“Lizzie Borden took an axe
And gave her mother forty whacks.
When she saw what she had done
She gave her father forty-one.”
It’s irrational that I worry about my daughter growing up and killing me one day. Crazy as it sounds, it happens. Look at the infamous Menedez brothers or Lizzie Borden. Or the most recent story I heard about on the news this morning. They called the kids a pair of star-crossed lovers a la Romeo & Juliet. They were forbidden to be together by the 14-year-old girl’s mother, so what do they decide? To off her. Scary shit! That poor mom was probably just looking out for her young daughter and that was the thanks she got.
I watch too many of these 48 Hours Mystery shows and Dateline specials. It’s no wonder I have nightmares about getting rid of bodies. I’ve always had a fascination with mystery novels and Hitchcock movies, an interest in the macabre. I guess I’m addicted to these shows because I’m always shocked at what people are capable of. I couldn’t fathom killing anyone let alone a family member who I love (even when I thought I “hated” them, I still loved them). I’m hoping by showering our dear child with lots of love and attention, she’ll never want to put me or her father in the ground!

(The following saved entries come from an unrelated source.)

#[cfg(test)]
mod tests {
    use super::*;
    use crate::models::fixtures::{pitch, run};

    #[test]
    fn empty_input_returns_no_data_sentinel() {
        let result = analyze(&[]);
        assert!(!result.has_data);
        assert_eq!(result.message.as_deref(), Some("No pitch data available"));
        assert_eq!(result.total_pitches, 0);
        assert!(result.count_matrix.is_empty());
        // Deterministic: identical calls give identical sentinels.
        assert_eq!(result, analyze(&[]));
    }

    #[test]
    fn uniform_fastballs_give_full_shares_and_confidence() {
        let events = run(0, 15, "fastball", "0-0", PitchResult::Strike);
        let result = analyze(&events);
        assert!(result.has_data);
        assert_eq!(result.total_pitches, 15);
        assert_eq!(result.pitch_types.share("fastball"), 100);
        assert_eq!(result.quality, QualityTier::Medium);
        let first_pitch = result.predictions.first_pitch.as_ref().unwrap();
        assert_eq!(first_pitch.pitch_type, "fastball");
        assert_eq!(first_pitch.confidence, 100);
    }

    #[test]
    fn ten_pitches_sit_on_the_medium_boundary() {
        let mut events = run(0, 5, "fastball", "1-1", PitchResult::Strike);
        events.extend(run(5, 5, "fastball", "1-1", PitchResult::Ball));
        let result = analyze(&events);
        assert_eq!(result.results.share("strike"), 50);
        // n = 10: low is strictly below 10.
        assert_eq!(result.quality, QualityTier::Medium);
    }

    #[test]
    fn analysis_is_idempotent() {
        let mut events = run(0, 8, "fastball", "0-0", PitchResult::Strike);
        events.extend(run(8, 7, "changeup", "1-2", PitchResult::Ball));
        assert_eq!(analyze(&events), analyze(&events));
    }

    #[test]
    fn count_matrix_only_holds_observed_counts() {
        let mut events = run(0, 4, "fastball", "0-0", PitchResult::Strike);
        events.extend(run(4, 2, "changeup", "2-1", PitchResult::Ball));
        let result = analyze(&events);
        assert_eq!(result.count_matrix.len(), 2);
        assert_eq!(result.count_matrix[0].count.to_string(), "0-0");
        assert_eq!(result.count_matrix[1].count.to_string(), "2-1");
        assert!(result.count_cell(Count::new(3, 2).unwrap()).is_none());
    }

    #[test]
    fn count_situations_split_ahead_behind_even() {
        let mut events = run(0, 2, "fastball", "0-1", PitchResult::Strike); // ahead
        events.extend(run(2, 3, "fastball", "2-0", PitchResult::Ball)); // behind
        events.extend(run(5, 1, "fastball", "1-1", PitchResult::Strike)); // even
        events.extend(run(6, 1, "fastball", "0-0", PitchResult::Strike)); // even
        let result = analyze(&events);
        assert_eq!(result.ahead_in_count, 2);
        assert_eq!(result.behind_in_count, 3);
        assert_eq!(result.even_count, 2);
    }

    #[test]
    fn malformed_events_count_toward_totals_only() {
        let mut events = run(0, 9, "fastball", "0-0", PitchResult::Strike);
        events.push(pitch(9, "fastball", "0-0", PitchResult::Strike));
        let last = events.last_mut().unwrap();
        last.pitch_type = None;
        last.count = None;
        last.result = None;

        let result = analyze(&events);
        assert_eq!(result.total_pitches, 10);
        assert_eq!(result.pitch_types.total(), 9);
        assert_eq!(result.first_pitch.total(), 9);
        assert_eq!(result.results.total(), 9);
        // Quality is tiered on the overall total, malformed included.
        assert_eq!(result.quality, QualityTier::Medium);
    }

    #[test]
    fn contact_and_whiff_rates_use_overall_total() {
        let mut events = run(0, 5, "fastball", "0-0", PitchResult::Foul);
        events.extend(run(5, 2, "fastball", "0-0", PitchResult::Hit));
        events.extend(run(7, 1, "fastball", "0-0", PitchResult::Out));
        events.extend(run(8, 2, "fastball", "0-0", PitchResult::SwingingStrike));
        let result = analyze(&events);
        // 8 of 10 pitches saw contact.
        assert_eq!(result.contact_rate, 80);
        assert_eq!(result.swing_and_miss_rate, 20);
        assert_eq!(result.hit_rate_on_contact, 25);
        assert_eq!(result.out_rate_on_contact, 13);
    }

    #[test]
    fn effectiveness_is_computed_per_pitch_type() {
        let mut events = run(0, 3, "fastball", "0-0", PitchResult::Strike);
        events.extend(run(3, 1, "fastball", "0-0", PitchResult::Ball));
        events.extend(run(4, 2, "changeup", "0-0", PitchResult::SwingingStrike));
        let result = analyze(&events);
        let fastball = &result.pitch_effectiveness[0];
        assert_eq!(fastball.pitch_type, "fastball");
        assert_eq!(fastball.pitches, 4);
        assert_eq!(fastball.strike_percentage, 75);
        assert_eq!(fastball.swing_and_miss_percentage, 0);
        let changeup = &result.pitch_effectiveness[1];
        assert_eq!(changeup.strike_percentage, 100);
        assert_eq!(changeup.swing_and_miss_percentage, 100);
    }

    #[test]
    fn pace_projection_tracks_innings() {
        // Fixture innings: 15 pitches each, Top 1 and Top 2.
        let events = run(0, 30, "fastball", "0-0", PitchResult::Strike);
        let result = analyze(&events);
        assert_eq!(result.innings.len(), 2);
        assert_eq!(result.innings[0].label, "Top 1");
        assert_eq!(result.innings[0].pitches, 15);

        let pace = result.pace.unwrap();
        assert_eq!(pace.avg_pitches_per_inning, 15.0);
        assert_eq!(pace.pitches_remaining, 65);
        assert_eq!(pace.projected_innings_remaining, 4);
        assert_eq!(pace.estimated_batters, 8);
        assert!((pace.pitches_per_batter - 3.75).abs() < 1e-9);
    }

    #[test]
    fn game_analysis_groups_by_pitcher() {
        let mut events = run(0, 12, "fastball", "0-0", PitchResult::Strike);
        let mut relief = run(12, 6, "changeup", "0-0", PitchResult::Ball);
        for e in relief.iter_mut() {
            e.pitcher_id = "p2".into();
        }
        events.extend(relief);

        let game = analyze_game(&events);
        assert!(game.has_data);
        assert_eq!(game.total_pitches, 18);
        assert_eq!(game.pitchers.len(), 2);
        assert_eq!(game.pitchers[0].pitcher_id, "p1");
        assert_eq!(game.pitchers[1].pitcher_id, "p2");
        let per_pitcher: usize =
            game.pitchers.iter().map(|p| p.analysis.total_pitches).sum();
        assert_eq!(per_pitcher, game.total_pitches);
    }

    #[test]
    fn empty_game_returns_no_data() {
        let game = analyze_game(&[]);
        assert!(!game.has_data);
        assert!(game.pitchers.is_empty());
    }
}
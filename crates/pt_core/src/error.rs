use std::fmt;

/// Errors at the serialization boundary of the core.
///
/// Analysis itself never fails: empty or malformed input degrades the output
/// instead of raising. Only the JSON API layer can return an error, and only
/// for requests it cannot decode or responses it cannot encode.
#[derive(Debug)]
pub enum CoreError {
    InvalidParameter(String),
    SerializationError(String),
    DeserializationError(String),
}

impl fmt::Display for CoreError {
    fn fmt(&self, f: &mut fmt::Formatter) -> fmt::Result {
        match self {
            CoreError::InvalidParameter(msg) => write!(f, "Invalid parameter: {}", msg),
            CoreError::SerializationError(msg) => write!(f, "Serialization error: {}", msg),
            CoreError::DeserializationError(msg) => write!(f, "Deserialization error: {}", msg),
        }
    }
}

impl std::error::Error for CoreError {}

impl From<serde_json::Error> for CoreError {
    fn from(err: serde_json::Error) -> Self {
        if err.is_data() {
            CoreError::DeserializationError(err.to_string())
        } else {
            CoreError::SerializationError(err.to_string())
        }
    }
}

pub type Result<T> = std::result::Result<T, CoreError>;
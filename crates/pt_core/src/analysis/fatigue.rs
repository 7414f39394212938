//! Rule-table fatigue scoring.
//!
//! A pure function from trend segments to an integer score: each qualifying
//! signal contributes a fixed point value, the sum maps to a warning level,
//! and the recommendation text is a fixed lookup per level. No state machine
//! and no free-text generation.

use serde::{Deserialize, Serialize};

use super::trend::{self, HeuristicProxy, ProxyModel, TrendSegment};
use crate::config::AnalysisConfig;
use crate::models::PitchEvent;

/// Overall fatigue warning level derived from the score.
#[derive(Debug, Clone, Copy, PartialEq, Eq, PartialOrd, Ord, Serialize, Deserialize, Default)]
#[serde(rename_all = "snake_case")]
pub enum WarningLevel {
    #[default]
    None,
    Low,
    Medium,
    High,
}

/// Severity of a single fatigue signal.
#[derive(Debug, Clone, Copy, PartialEq, Eq, PartialOrd, Ord, Serialize, Deserialize)]
#[serde(rename_all = "snake_case")]
pub enum Severity {
    Medium,
    High,
}

/// One triggered fatigue signal.
#[derive(Debug, Clone, PartialEq, Eq, Serialize, Deserialize)]
pub struct FatigueIndicator {
    /// Signal name, e.g. "Strike Percentage".
    pub signal: String,
    pub severity: Severity,
    /// Human-readable detail with the measured magnitude.
    pub detail: String,
}

/// Full fatigue assessment for a pitch sequence.
#[derive(Debug, Clone, PartialEq, Serialize, Deserialize)]
pub struct FatigueAssessment {
    /// False when the sequence was too short to assess.
    pub has_data: bool,
    pub fatigue_score: i32,
    pub indicators: Vec<FatigueIndicator>,
    /// The trend windows the score was derived from.
    pub segments: Vec<TrendSegment>,
    /// Strike-like share of the most recent pitches.
    pub recent_strike_rate: Option<u32>,
    pub warning_level: WarningLevel,
    /// Fixed recommendation text for the warning level.
    pub recommendation: String,
    /// Fixed checklist for the warning level.
    pub action_items: Vec<String>,
}

impl FatigueAssessment {
    fn insufficient_data() -> Self {
        Self {
            has_data: false,
            fatigue_score: 0,
            indicators: Vec::new(),
            segments: Vec::new(),
            recent_strike_rate: None,
            warning_level: WarningLevel::None,
            recommendation: "Not enough pitches to analyze fatigue".into(),
            action_items: Vec::new(),
        }
    }
}

/// Assess fatigue with the default configuration and heuristic proxies.
pub fn assess_fatigue(events: &[PitchEvent]) -> FatigueAssessment {
    assess_fatigue_with(events, &AnalysisConfig::default(), &HeuristicProxy::default())
}

/// Assess fatigue for a pitch sequence.
///
/// Requires at least `config.samples.fatigue` events (default 10); below
/// that the assessment reports no data, a zero score and no indicators.
pub fn assess_fatigue_with(
    events: &[PitchEvent],
    config: &AnalysisConfig,
    proxy: &dyn ProxyModel,
) -> FatigueAssessment {
    if events.len() < config.samples.fatigue {
        return FatigueAssessment::insufficient_data();
    }

    let rules = &config.fatigue;
    let sorted = trend::chronological(events);
    let segments = trend::segment(&sorted, config, proxy);

    let mut indicators = Vec::new();
    let mut score = 0;

    // Strike rate over the last two windows.
    if segments.len() >= 2 {
        let last = &segments[segments.len() - 1];
        let prev = &segments[segments.len() - 2];
        let delta = last.strike_rate as i32 - prev.strike_rate as i32;
        if delta <= -rules.strike_drop_high {
            indicators.push(FatigueIndicator {
                signal: "Strike Percentage".into(),
                severity: Severity::High,
                detail: format!("Dropped {}% in latest pitches", delta.abs()),
            });
            score += rules.high_points;
        } else if delta <= -rules.strike_drop_medium {
            indicators.push(FatigueIndicator {
                signal: "Strike Percentage".into(),
                severity: Severity::Medium,
                detail: format!("Dropped {}% in latest pitches", delta.abs()),
            });
            score += rules.medium_points;
        }
    }

    // First-versus-last deltas for both proxy series.
    if let (Some(first), Some(last)) = (segments.first(), segments.last()) {
        if segments.len() >= 2 {
            let velocity_delta = last.proxy_velocity - first.proxy_velocity;
            if velocity_delta <= -rules.velocity_drop_high {
                indicators.push(FatigueIndicator {
                    signal: "Velocity".into(),
                    severity: Severity::High,
                    detail: format!("Down {} mph from start", velocity_delta.abs()),
                });
                score += rules.high_points;
            } else if velocity_delta <= -rules.velocity_drop_medium {
                indicators.push(FatigueIndicator {
                    signal: "Velocity".into(),
                    severity: Severity::Medium,
                    detail: format!("Down {} mph from start", velocity_delta.abs()),
                });
                score += rules.medium_points;
            }

            let consistency_delta = last.proxy_consistency - first.proxy_consistency;
            if consistency_delta <= -rules.consistency_drop_high {
                indicators.push(FatigueIndicator {
                    signal: "Location Consistency".into(),
                    severity: Severity::High,
                    detail: format!("Down {}% from start", consistency_delta.abs()),
                });
                score += rules.high_points;
            } else if consistency_delta <= -rules.consistency_drop_medium {
                indicators.push(FatigueIndicator {
                    signal: "Location Consistency".into(),
                    severity: Severity::Medium,
                    detail: format!("Down {}% from start", consistency_delta.abs()),
                });
                score += rules.medium_points;
            }

            // Dominant pitch type change or share collapse.
            if let (Some(start_mix), Some(end_mix)) =
                (first.dominant_pitch.as_ref(), last.dominant_pitch.as_ref())
            {
                if start_mix.category != end_mix.category {
                    indicators.push(FatigueIndicator {
                        signal: "Pitch Selection".into(),
                        severity: Severity::Medium,
                        detail: format!(
                            "Switched from {} to {}",
                            start_mix.category, end_mix.category
                        ),
                    });
                    score += rules.switch_points;
                } else if (end_mix.percentage as i32)
                    < start_mix.percentage as i32 - rules.dominant_share_drop
                {
                    indicators.push(FatigueIndicator {
                        signal: "Pitch Selection".into(),
                        severity: Severity::Medium,
                        detail: format!(
                            "{} usage down {}%",
                            start_mix.category,
                            start_mix.percentage as i32 - end_mix.percentage as i32
                        ),
                    });
                    score += rules.share_drop_points;
                }
            }
        }
    }

    // Recent control over the last pitches regardless of window boundaries.
    let recent = trend::recent_strike_rate(&sorted, config.recent_window);
    if let Some(rate) = recent {
        if (rate as i32) < rules.recent_strike_high_below {
            indicators.push(FatigueIndicator {
                signal: "Recent Control".into(),
                severity: Severity::High,
                detail: format!(
                    "Only {}% strikes in last {} pitches",
                    rate, config.recent_window
                ),
            });
            score += rules.high_points;
        } else if (rate as i32) < rules.recent_strike_medium_below {
            indicators.push(FatigueIndicator {
                signal: "Recent Control".into(),
                severity: Severity::Medium,
                detail: format!(
                    "Only {}% strikes in last {} pitches",
                    rate, config.recent_window
                ),
            });
            score += rules.medium_points;
        }
    }

    let warning_level = if score >= rules.warning_high_at {
        WarningLevel::High
    } else if score >= rules.warning_medium_at {
        WarningLevel::Medium
    } else if score >= rules.warning_low_at {
        WarningLevel::Low
    } else {
        WarningLevel::None
    };

    FatigueAssessment {
        has_data: true,
        fatigue_score: score,
        indicators,
        segments,
        recent_strike_rate: recent,
        warning_level,
        recommendation: recommendation_for(warning_level).into(),
        action_items: action_items_for(warning_level)
            .iter()
            .map(|s| s.to_string())
            .collect(),
    }
}

/// Fixed recommendation text per warning level.
pub fn recommendation_for(level: WarningLevel) -> &'static str {
    match level {
        WarningLevel::High => "Consider removing pitcher - multiple fatigue indicators present",
        WarningLevel::Medium => "Watch closely - signs of fatigue are emerging",
        WarningLevel::Low => "Monitor situation - early fatigue indicators present",
        WarningLevel::None => "No significant fatigue detected",
    }
}

/// Fixed action checklist per warning level.
pub fn action_items_for(level: WarningLevel) -> &'static [&'static str] {
    match level {
        WarningLevel::High => &[
            "Begin warming up relief pitcher immediately",
            "Consider a mound visit to check pitcher",
            "Be ready to make a change this inning",
        ],
        WarningLevel::Medium => &[
            "Start warming up relief pitcher",
            "Monitor next 5-10 pitches closely",
            "Look for mechanical changes",
        ],
        WarningLevel::Low => &[
            "Have relief pitcher start light warmup",
            "Watch for additional fatigue signs",
        ],
        WarningLevel::None => &[],
    }
}
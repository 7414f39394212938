//! Report builder: load a pitch log, run the analytics core, emit a report.
//!
//! A pitch log is a JSON file holding either a bare array of pitch events or
//! an object with an `events` array. Malformed event fields degrade to
//! `None` inside the core; only unreadable files or invalid JSON fail here.

use std::fs;
use std::path::Path;

use serde::Deserialize;
use thiserror::Error;

use pt_core::models::PitchEvent;

#[derive(Error, Debug)]
pub enum ReportError {
    #[error("IO error: {0}")]
    Io(#[from] std::io::Error),

    #[error("Invalid pitch log: {0}")]
    InvalidLog(#[from] serde_json::Error),
}

/// Accepted pitch log layouts.
#[derive(Debug, Deserialize)]
#[serde(untagged)]
enum PitchLog {
    Wrapped { events: Vec<PitchEvent> },
    Bare(Vec<PitchEvent>),
}

/// Which report to build.
#[derive(Debug, Clone, Copy, PartialEq, Eq)]
pub enum ReportKind {
    Analysis,
    Game,
    Fatigue,
    Advice,
}

/// Load a pitch log from disk.
pub fn load_events(path: &Path) -> Result<Vec<PitchEvent>, ReportError> {
    let raw = fs::read_to_string(path)?;
    let log: PitchLog = serde_json::from_str(&raw)?;
    Ok(match log {
        PitchLog::Wrapped { events } => events,
        PitchLog::Bare(events) => events,
    })
}

/// Keep only the events matching the optional pitcher/game scope.
pub fn scope_events(
    events: Vec<PitchEvent>,
    pitcher_id: Option<&str>,
    game_id: Option<&str>,
) -> Vec<PitchEvent> {
    events
        .into_iter()
        .filter(|e| pitcher_id.map(|p| e.pitcher_id == p).unwrap_or(true))
        .filter(|e| game_id.map(|g| e.game_id == g).unwrap_or(true))
        .collect()
}

/// Build one report as pretty-printed JSON.
pub fn build_report(kind: ReportKind, events: &[PitchEvent]) -> Result<String, ReportError> {
    let json = match kind {
        ReportKind::Analysis => serde_json::to_string_pretty(&pt_core::analyze(events))?,
        ReportKind::Game => serde_json::to_string_pretty(&pt_core::analyze_game(events))?,
        ReportKind::Fatigue => serde_json::to_string_pretty(&pt_core::assess_fatigue(events))?,
        ReportKind::Advice => serde_json::to_string_pretty(&pt_core::build_advice(events))?,
    };
    Ok(json)
}

/// Write a report to a file, or to stdout when no path is given.
pub fn write_report(out: Option<&Path>, report: &str) -> Result<(), ReportError> {
    match out {
        Some(path) => fs::write(path, report)?,
        None => println!("{}", report),
    }
    Ok(())
}

#[cfg(test)]
mod tests {
    use super::*;
    use std::io::Write;

    fn sample_log() -> String {
        let events: Vec<String> = (0..12)
            .map(|i| {
                format!(
                    r#"{{"pitcherId":"p1","gameId":"g1","inning":1,"isTop":true,"outs":0,
                        "count":"0-0","pitchType":"fastball","result":"strike",
                        "batterSide":"R","timestamp":"2025-06-01T18:{:02}:00Z"}}"#,
                    i
                )
            })
            .collect();
        format!("[{}]", events.join(","))
    }

    #[test]
    fn loads_bare_and_wrapped_logs() {
        let mut bare = tempfile::NamedTempFile::new().unwrap();
        bare.write_all(sample_log().as_bytes()).unwrap();
        assert_eq!(load_events(bare.path()).unwrap().len(), 12);

        let mut wrapped = tempfile::NamedTempFile::new().unwrap();
        write!(wrapped, r#"{{"events":{}}}"#, sample_log()).unwrap();
        assert_eq!(load_events(wrapped.path()).unwrap().len(), 12);
    }

    #[test]
    fn invalid_json_is_an_error() {
        let mut file = tempfile::NamedTempFile::new().unwrap();
        file.write_all(b"not a pitch log").unwrap();
        assert!(matches!(
            load_events(file.path()),
            Err(ReportError::InvalidLog(_))
        ));
    }

    #[test]
    fn scope_filters_by_pitcher_and_game() {
        let mut events: Vec<PitchEvent> =
            serde_json::from_str(&sample_log()).unwrap();
        events[0].pitcher_id = "p2".into();
        events[1].game_id = "g2".into();

        assert_eq!(scope_events(events.clone(), Some("p1"), Some("g1")).len(), 10);
        assert_eq!(scope_events(events.clone(), Some("p2"), None).len(), 1);
        assert_eq!(scope_events(events, None, None).len(), 12);
    }

    #[test]
    fn analysis_report_round_trips() {
        let events: Vec<PitchEvent> = serde_json::from_str(&sample_log()).unwrap();
        let report = build_report(ReportKind::Analysis, &events).unwrap();
        let value: serde_json::Value = serde_json::from_str(&report).unwrap();
        assert_eq!(value["has_data"], true);
        assert_eq!(value["total_pitches"], 12);

        let fatigue = build_report(ReportKind::Fatigue, &events).unwrap();
        let value: serde_json::Value = serde_json::from_str(&fatigue).unwrap();
        assert_eq!(value["has_data"], true);

        let out = tempfile::NamedTempFile::new().unwrap();
        write_report(Some(out.path()), &report).unwrap();
        assert_eq!(fs::read_to_string(out.path()).unwrap(), report);
    }
}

The most frightening part was that the daughter looked like a normal kid in the before pictures. She didn’t look like the monster that she became. I don’t know all the details, maybe the home life was abusive or whatnot, but I don’t see any excuse for murder.
Looking at my baby’s sweet, smiling face, I know she will never be capable of something this heinous. It worries me that she’ll fall into the wrong crowd or be brain-washed by a boy she thinks she loves, but I have to believe that her father and I will set her up to make the best choices in this crazy, effed up world.